▶ _INSTRUCTIONS FOR THE TASK_
The output should match the data below line for line.

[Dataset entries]
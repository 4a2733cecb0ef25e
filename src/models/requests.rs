//! Request DTOs for the cache API
//!
//! Defines the structure of incoming HTTP request bodies and query strings.

use serde::Deserialize;
use serde_json::Value;

/// Request body for storing a response (PUT /cache)
///
/// # Fields
/// - `key`: Request fingerprint, e.g. `stock/aapl/graph?period=1y`; any string is accepted
/// - `data`: Response payload to cache, any JSON value
#[derive(Debug, Clone, Deserialize)]
pub struct SetRequest {
    /// The cache key
    pub key: String,
    /// The payload to store
    pub data: Value,
}

/// Query string selecting one cache key (GET/DELETE /cache?key=...)
///
/// Keys carry `/`, `?` and `&`, so they travel URL-encoded in the query
/// rather than as a path segment.
#[derive(Debug, Clone, Deserialize)]
pub struct KeyQuery {
    pub key: String,
}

▶ _RESPONSE BOX_
repository 4a2733cecb0ef25e
filename src/models/requests.rs
//! Request DTOs for the cache API
//!
//! Defines the structure of incoming HTTP request bodies and query strings.

use serde::Deserialize;
use serde_json::Value;

/// Request body for storing a response (PUT /cache)
///
/// # Fields
/// - `key`: Request fingerprint, e.g. `stock/aapl/graph?period=1y`; any string is accepted
/// - `data`: Response payload to cache, any JSON value
#[derive(Debug, Clone, Deserialize)]
pub struct SetRequest {
    /// The cache key
    pub key: String,
    /// The payload to store
    pub data: Value,
}

/// Query string selecting one cache key (GET/DELETE /cache?key=...)
///
/// Keys carry `/`, `?` and `&`, so they travel URL-encoded in the query
/// rather than as a path segment.
#[derive(Debug, Clone, Deserialize)]
pub struct KeyQuery {
    pub key: String,
}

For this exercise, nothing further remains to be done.